* **TASK TO CARRY OUT**
Among the lines of the records below, copy those that hold the word "iter".
------ AVAILABLE DATA
use std::path::Path;
use std::sync::Arc;
use std::thread;
use std::time::{Duration, Instant};

use chrono::NaiveDate;
use cmdpal_config::parse_config;
use tempfile::TempDir;

use super::*;
use crate::executor::{ACKNOWLEDGEMENT, ExecutorError};
use crate::executor::test_support::{RecordingAutomation, ScriptedShell};
use crate::focus::WindowOrigin;
use crate::scheduler::{ManualClock, SUPPRESSION_DELAY};

const HISTORY: SectionId = SectionId { column: 0, index: 0 };

struct Harness {
    palette: Palette<ManualClock>,
    shell: Arc<ScriptedShell>,
    automation: Arc<RecordingAutomation>,
    _dir: TempDir,
}

fn harness(config: &str) -> Harness {
    let dir = TempDir::new().unwrap();
    let content = config.replace("{dir}", &dir.path().display().to_string());
    let config = parse_config(&content, &dir.path().join("config")).unwrap();

    let shell = Arc::new(ScriptedShell::default());
    let automation = Arc::new(RecordingAutomation::default());
    let backend: Arc<dyn AutomationBackend> = automation.clone();
    let palette = Palette::new(
        vec![config],
        shell.clone(),
        Some(backend),
        ManualClock::new(),
    );

    Harness {
        palette,
        shell,
        automation,
        _dir: dir,
    }
}

const HISTORY_CONFIG: &str = r#"
[History]
type = parse_command
value = history
interval = 4
clean = true
split = true
action = insert
"#;

fn raws(palette: &Palette<ManualClock>, id: SectionId) -> Vec<String> {
    palette
        .section(id)
        .and_then(SectionState::items)
        .map(|items| items.items().iter().map(|i| i.raw().to_string()).collect())
        .unwrap_or_default()
}

fn burst(palette: &mut Palette<ManualClock>) {
    for _ in 0..5 {
        palette.on_interaction();
        palette.interactions().clock().advance(Duration::from_millis(100));
    }
}

#[test]
fn test_startup_populates_every_section_kind() {
    let mut h = harness(
        r#"
[History]
type = parse_command
value = history
interval = 4
split = true

[Uptime]
type = display
value = uptime
interval = 10

[notes.txt]
type = log
value = {dir}/notes.txt
interval = 10
"#,
    );
    h.shell.set("history", "ls\ncargo build");
    h.shell.set("uptime", "up 2 days\n");

    let results = h.palette.refresh_all();

    assert_eq!(results.len(), 3);
    assert!(results.iter().all(|(_, r)| r.is_ok()));
    assert_eq!(raws(&h.palette, HISTORY), vec!["cargo build", "ls"]);
    assert_eq!(
        h.palette.section(SectionId::new(0, 1)).unwrap().content(),
        &SectionContent::Text("up 2 days\n".to_string())
    );
    assert_eq!(
        h.palette.section(SectionId::new(0, 2)).unwrap().content(),
        &SectionContent::Log(String::new())
    );
}

#[test]
fn test_tick_refreshes_when_idle() {
    let mut h = harness(HISTORY_CONFIG);
    h.shell.set("history", "a\nb");

    let outcome = h.palette.on_tick(HISTORY);

    assert!(matches!(outcome, TickOutcome::Refreshed(RefreshReport::Items(_))));
    assert_eq!(raws(&h.palette, HISTORY), vec!["b", "a"]);
}

#[test]
fn test_burst_suppresses_ticks_for_ten_seconds() {
    let mut h = harness(HISTORY_CONFIG);
    h.shell.set("history", "a");

    burst(&mut h.palette);
    let calls_before = h.shell.call_count("history");

    assert!(matches!(h.palette.on_tick(HISTORY), TickOutcome::Suppressed));
    assert_eq!(h.shell.call_count("history"), calls_before);

    h.palette.interactions().clock().advance(SUPPRESSION_DELAY);
    assert!(matches!(h.palette.on_tick(HISTORY), TickOutcome::Refreshed(_)));
    assert_eq!(h.shell.call_count("history"), calls_before + 1);
}

#[test]
fn test_four_interactions_do_not_suppress() {
    let mut h = harness(HISTORY_CONFIG);
    for _ in 0..4 {
        assert!(!h.palette.on_interaction());
    }
    assert!(matches!(h.palette.on_tick(HISTORY), TickOutcome::Refreshed(_)));
}

#[test]
fn test_clean_section_drops_stale_items() {
    let mut h = harness(HISTORY_CONFIG);
    h.shell.set("history", "c\nb\na");
    h.palette.on_tick(HISTORY);

    h.shell.set("history", "d\nc\na");
    let TickOutcome::Refreshed(RefreshReport::Items(diff)) = h.palette.on_tick(HISTORY) else {
        panic!("expected an items refresh");
    };

    assert_eq!(diff.removed, vec!["b"]);
    assert_eq!(diff.added, vec!["d"]);
    assert_eq!(raws(&h.palette, HISTORY), vec!["a", "c", "d"]);
}

#[test]
fn test_unclean_section_moves_recopied_entry_to_end() {
    let mut h = harness(
        r#"
[Clipboard]
type = parse_command
value = pbpaste
interval = 4
clean = false
"#,
    );
    h.shell.set("pbpaste", "first copy");
    h.palette.on_tick(HISTORY);
    h.shell.set("pbpaste", "second copy");
    h.palette.on_tick(HISTORY);
    h.shell.set("pbpaste", "first copy");
    h.palette.on_tick(HISTORY);

    assert_eq!(raws(&h.palette, HISTORY), vec!["second copy", "first copy"]);
}

#[test]
fn test_section_with_empty_command_is_inactive() {
    let mut h = harness(
        r#"
[Placeholder]
type = parse_command
value =
interval = 4

[Uptime]
type = display
value = uptime
interval = 10
"#,
    );

    assert_eq!(h.palette.active_sections(), vec![SectionId::new(0, 1)]);
    assert!(matches!(
        h.palette.refresh_section(SectionId::new(0, 0)),
        Err(PaletteError::InactiveSection { .. })
    ));
}

#[test]
fn test_unknown_section_tick_fails() {
    let mut h = harness(HISTORY_CONFIG);
    let outcome = h.palette.on_tick(SectionId::new(3, 0));
    assert!(matches!(
        outcome,
        TickOutcome::Failed(PaletteError::UnknownSection { .. })
    ));
}

#[test]
fn test_submit_note_appends_and_reloads_while_suppressed() {
    let mut h = harness(
        r#"
[notes.txt]
type = log
value = {dir}/notes.txt
interval = 10
"#,
    );
    burst(&mut h.palette);
    let at = NaiveDate::from_ymd_opt(2026, 10, 19)
        .unwrap()
        .and_hms_opt(16, 45, 0)
        .unwrap();

    let report = h.palette.submit_note_at(HISTORY, "ship it", at).unwrap();

    assert_eq!(report, RefreshReport::Log);
    assert_eq!(
        h.palette.section(HISTORY).unwrap().content(),
        &SectionContent::Log("-- 10/19/26 04:45PM --\n\nship it\n".to_string())
    );
    assert!(matches!(h.palette.on_tick(HISTORY), TickOutcome::Suppressed));
}

#[test]
fn test_submit_note_to_command_section_is_rejected() {
    let mut h = harness(HISTORY_CONFIG);
    let result = h.palette.submit_note(HISTORY, "nope");

    assert!(matches!(result, Err(PaletteError::NotALog { .. })));
    assert!(h.palette.status().text().starts_with("Error:"));
}

#[test]
fn test_hover_shows_full_text_and_counts_as_interaction() {
    let mut h = harness(HISTORY_CONFIG);
    h.shell.set("history", "ls -la ;: list everything");
    h.palette.on_tick(HISTORY);

    h.palette.hover_item(HISTORY, 0).unwrap();

    assert_eq!(h.palette.status().text(), "ls -la ;: list everything");
    assert_eq!(h.palette.interactions().interactions().len(), 1);
}

#[test]
fn test_activate_inserts_raw_text_not_label() {
    let mut h = harness(HISTORY_CONFIG);
    h.shell.set("history", "git log --oneline ;: recent commits");
    h.palette.on_tick(HISTORY);

    let item = &h.palette.section(HISTORY).unwrap().items().unwrap().items()[0];
    assert_eq!(item.display(), "recent commits");

    let activation = h.palette.activate_item(HISTORY, 0).unwrap();

    assert_eq!(activation, Activation::Completed(ACKNOWLEDGEMENT.to_string()));
    assert_eq!(
        *h.automation.inserted.lock().unwrap(),
        vec!["git log --oneline ;: recent commits"]
    );
}

#[test]
fn test_activate_run_reports_to_status_area() {
    let mut h = harness(
        r#"
[Scripts]
type = parse_command
value = list-scripts
interval = 30
split = true
action = run
"#,
    );
    h.shell.set("list-scripts", "whoami");
    h.shell.set("whoami", "  alice\n");
    h.palette.refresh_all();

    let activation = h.palette.activate_item(HISTORY, 0).unwrap();
    assert!(matches!(activation, Activation::Dispatched(_)));

    let deadline = Instant::now() + Duration::from_secs(5);
    while h.palette.drain_run_results() == 0 {
        assert!(Instant::now() < deadline, "run result never arrived");
        thread::sleep(Duration::from_millis(10));
    }

    assert_eq!(h.palette.status().text(), "alice");
    assert_eq!(h.palette.active_runs(), 0);
}

#[test]
fn test_activate_missing_item_reports_error() {
    let mut h = harness(HISTORY_CONFIG);
    let result = h.palette.activate_item(HISTORY, 7);

    assert!(matches!(result, Err(PaletteError::UnknownItem { index: 7, .. })));
    assert_eq!(h.palette.status().text(), "Error: Section 'History' has no item 7");
}

#[test]
fn test_activate_without_automation_reports_error() {
    let dir = TempDir::new().unwrap();
    let config = parse_config(HISTORY_CONFIG, &dir.path().join("config")).unwrap();
    let shell = Arc::new(ScriptedShell::default());
    shell.set("history", "ls");
    let mut palette = Palette::new(vec![config], shell, None, ManualClock::new());
    palette.refresh_all();

    let result = palette.activate_item(HISTORY, 0);

    assert!(matches!(
        result,
        Err(PaletteError::Executor(ExecutorError::AutomationUnavailable { .. }))
    ));
    assert!(palette.status().text().contains("No automation backend"));
}

#[test]
fn test_focus_events_collapse_and_restore() {
    let mut h = harness(HISTORY_CONFIG);
    let geometry = WindowGeometry {
        origin: WindowOrigin { x: 0.0, y: 100.0 },
        width: 300.0,
    };

    let collapse = h.palette.on_focus_changed(false, geometry);
    assert!(matches!(collapse, Some(DockChange::Collapse { .. })));
    assert!(h.palette.focus().is_collapsed());

    let restore = h.palette.on_focus_changed(true, geometry);
    assert_eq!(restore, Some(DockChange::Restore { to: geometry }));
}

#[test]
fn test_each_config_gets_its_own_column() {
    let dir = TempDir::new().unwrap();
    let first = parse_config(HISTORY_CONFIG, &dir.path().join("config")).unwrap();
    let second = parse_config(
        "[Uptime]\ntype = display\nvalue = uptime\ninterval = 10\n",
        Path::new("/etc/cmdpal/team.ini"),
    )
    .unwrap();

    let palette = Palette::new(
        vec![first, second],
        Arc::new(ScriptedShell::default()),
        None,
        ManualClock::new(),
    );

    assert_eq!(palette.columns().len(), 2);
    assert_eq!(palette.columns()[1].path(), Path::new("/etc/cmdpal/team.ini"));
    assert_eq!(
        palette.active_sections(),
        vec![SectionId::new(0, 0), SectionId::new(1, 0)]
    );
}

#[test]
fn test_display_section_split_shows_last_line() {
    let mut h = harness(
        r#"
[Load]
type = display
value = load
interval = 5
split = true
"#,
    );
    h.shell.set("load", "0.1\n0.2\n0.3");

    assert!(matches!(h.palette.on_tick(HISTORY), TickOutcome::Refreshed(RefreshReport::Text)));
    assert_eq!(
        h.palette.section(HISTORY).unwrap().content(),
        &SectionContent::Text("0.3".to_string())
    );
}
------------
* **OUTPUT FOR THIS EXERCISE**
        .map(|items| items.items().iter().map(|i| i.raw().to_string()).collect())
    assert!(results.iter().all(|(_, r)| r.is_ok()));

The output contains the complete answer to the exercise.